Sunday, July 27, 2014

The Wee Flea

David Robertson writes well, and isn't scared to burst a few bubbles along the way. He is the minister of St Peters Free Church in Dundee. He is  also the director of the Solas Centre for Public Christianity, and blogs under the title The Wee Flea. Here is his alternative take on the opening ceremony of the Commonwealth Games held in Glasgow last week - click here.

Saturday, July 19, 2014

The 1641 Rising in Ireland

1641 Foxes Engraving LR

Illustration of Portadown in 1641

I did a radio interview recently about this, for a BBC Radio Ulster series called The Long and the Short of It, which is presented by Tim McGarry and Dr David Hume. It will be broadcast tomorrow at 4pm. I opted to skirt around the edges a bit and restrict my comments to the relative safety and tranquility of the events in North Down, as the detail needs to be dealt with by serious historians. However a few of these seek to downplay the event and even mitigate - bluntly, to imply that the Protestants had it coming and shouldn't have been there in the first place. If you want to read the full gruesome details there is no better source in my view than the account by Rev James Seaton Reid (1798-1851) in Chapters 7 and 8 of his seminal History of the Presbyterian Church in Ireland which was first published in 1834. Click here to read it free online.

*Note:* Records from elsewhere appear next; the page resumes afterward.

//! Shared type definitions for the gitswarm simulation.
//!
//! This crate is the single source of truth for the values that cross crate
//! and process boundaries: the event log entries, the world snapshots and the
//! render frames. Types flow downstream to `TypeScript` via `ts-rs` for the
//! browser renderer.
//!
//! # Modules
//!
//! - [`vector`] -- 2D cartesian/polar vector math
//! - [`pose`] -- Column-major 4x4 transforms for render poses
//! - [`event`] -- Contribution events and paced tick batches
//! - [`world`] -- World snapshot, authors, projects, contributions
//! - [`frame`] -- Render frames and visible objects
//! - [`info`] -- Run metadata served to the renderer

pub mod event;
pub mod frame;
pub mod info;
pub mod pose;
pub mod vector;
pub mod world;

// Re-export all public types at crate root for convenience.
pub use event::{ContributionEvent, TickBatch};
pub use frame::{ObjectBlueprint, ObjectKind, RenderFrame, VisibleObject};
pub use info::{InfoPayload, ProjectInfo};
pub use pose::{Pose, compose};
pub use vector::{Polar, Vec2, cart_to_polar, direction_and_distance, polar_to_cart};
pub use world::{Author, Contribution, Project, World};
//! World entity model: authors, projects and in-flight contributions.
//!
//! A [`World`] is an immutable snapshot. The tick transition builds a new
//! value from the previous one; nothing here is mutated after publication.
//! All timestamps are simulation milliseconds since the run started, except
//! [`World::real_world_ts`] which is a source (epoch) timestamp.
//!
//! Render keys share one namespace across entity kinds. Each key starts
//! with the kind and quotes the names, so no two entities can map to the
//! same key whatever characters their names contain.

use std::collections::BTreeMap;

use serde::{Deserialize, Serialize};
use ts_rs::TS;

use crate::vector::Vec2;

/// A transient particle travelling from an author to a project.
#[derive(Debug, Clone, PartialEq, Serialize, Deserialize, TS)]
#[ts(export, export_to = "bindings/")]
pub struct Contribution {
    /// Render key, see [`Contribution::render_key`].
    pub key: String,
    /// Name of the contributing author (lookup only).
    pub author: String,
    /// Name of the receiving project (lookup only).
    pub project: String,
    /// Number of coalesced events, in `[1, max_contribution_size]`.
    pub size: u32,
    /// Tick time at which the contribution was created.
    pub started: u64,
}

impl Contribution {
    /// Build a contribution created at `started`.
    pub fn new(author: &str, project: &str, size: u32, started: u64) -> Self {
        Self {
            key: Self::render_key(author, project, started),
            author: author.to_owned(),
            project: project.to_owned(),
            size,
            started,
        }
    }

    /// Key of the contribution from `author` to `project` created at
    /// `started`: `contribution:"{author}":"{project}":{started}`.
    pub fn render_key(author: &str, project: &str, started: u64) -> String {
        format!("contribution:{author:?}:{project:?}:{started}")
    }

    /// Age of the contribution at simulation time `now`.
    pub const fn age(&self, now: u64) -> u64 {
        now.saturating_sub(self.started)
    }
}

/// A contributor moving around the project cluster.
#[derive(Debug, Clone, PartialEq, Serialize, Deserialize, TS)]
#[ts(export, export_to = "bindings/")]
pub struct Author {
    /// Render key, see [`Author::render_key`].
    pub key: String,
    /// Display name; the map key in [`World::authors`].
    pub name: String,
    /// Position in the simulation plane.
    pub pos: Vec2,
    /// Velocity per millisecond.
    pub speed: Vec2,
    /// Scalar speed budget in `[0, max_author_momentum]`.
    pub momentum: f64,
    /// Accumulated spin, grows by the momentum every tick.
    pub rotation: f64,
    /// Most recent contributions, oldest first.
    pub last_contributions: Vec<Contribution>,
    /// Last tick at which the author still had momentum.
    pub last_active_at: u64,
    /// Tick at which the author first appeared.
    pub started: u64,
}

impl Author {
    /// Key of author `name` first seen at `started`.
    pub fn render_key(name: &str, started: u64) -> String {
        format!("author:{name:?}:{started}")
    }

    /// The project of the author's latest contribution, if any.
    pub fn latest_project(&self) -> Option<&str> {
        self.last_contributions.last().map(|c| c.project.as_str())
    }
}

/// A project body; grows with contributions and shrinks every tick.
#[derive(Debug, Clone, PartialEq, Serialize, Deserialize, TS)]
#[ts(export, export_to = "bindings/")]
pub struct Project {
    /// Render key, see [`Project::render_key`].
    pub key: String,
    /// Project name; the map key in [`World::projects`].
    pub name: String,
    /// Position in the simulation plane.
    pub pos: Vec2,
    /// Velocity per millisecond.
    pub speed: Vec2,
    /// Activity size in `[0, max_project_size]`.
    pub size: f64,
    /// Last tick at which the project still had a positive size.
    pub last_active_at: u64,
    /// Tick at which the project first appeared.
    pub started: u64,
}

impl Project {
    /// Key of project `name` first seen at `started`.
    pub fn render_key(name: &str, started: u64) -> String {
        format!("project:{name:?}:{started}")
    }
}

/// The simulation root aggregate.
#[derive(Debug, Clone, PartialEq, Default, Serialize, Deserialize, TS)]
#[ts(export, export_to = "bindings/")]
pub struct World {
    /// Live authors keyed by name.
    pub authors: BTreeMap<String, Author>,
    /// Every project ever seen, keyed by name. Projects are never removed.
    pub projects: BTreeMap<String, Project>,
    /// Live contributions in arrival order.
    pub contributions: Vec<Contribution>,
    /// Simulation time of this snapshot.
    pub ts: u64,
    /// Source timestamp of the latest event applied, if any.
    pub real_world_ts: Option<i64>,
}

impl World {
    /// An empty world at time zero.
    pub fn new() -> Self {
        Self::default()
    }
}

From 23 October 1641 when the massacres began, firstly targetting English settlers but soon Scots as well, estimates as to the death toll vary widely. Reid analyses all of these estimates in his footnotes beginning on page 336. It is clear that he also did his own primary research to verify the claims. Boastful perpetrators claimed 154,000 Protestants killed, a Protestant writer claimed 200,000 in the first month alone. Reid concludes that those who estimated 37,000 - 40,000 deaths are more reliable sources, and that the 'lowest probable computation' would be 12,000 deaths, 'an awful sacrifice of human life'. The statistics tell a very clear story - the victims were tenant farmer families, civilians, not trained or armed soldiers. It is hardly a surprise that the Scottish Parliament despatched an army in spring 1642.

It is a largely untold and unknown story. A very senior civil servant from Dublin collared me back in 2006 at a corporate event, objecting to my having referred to the 1641 massacres in an article I had written.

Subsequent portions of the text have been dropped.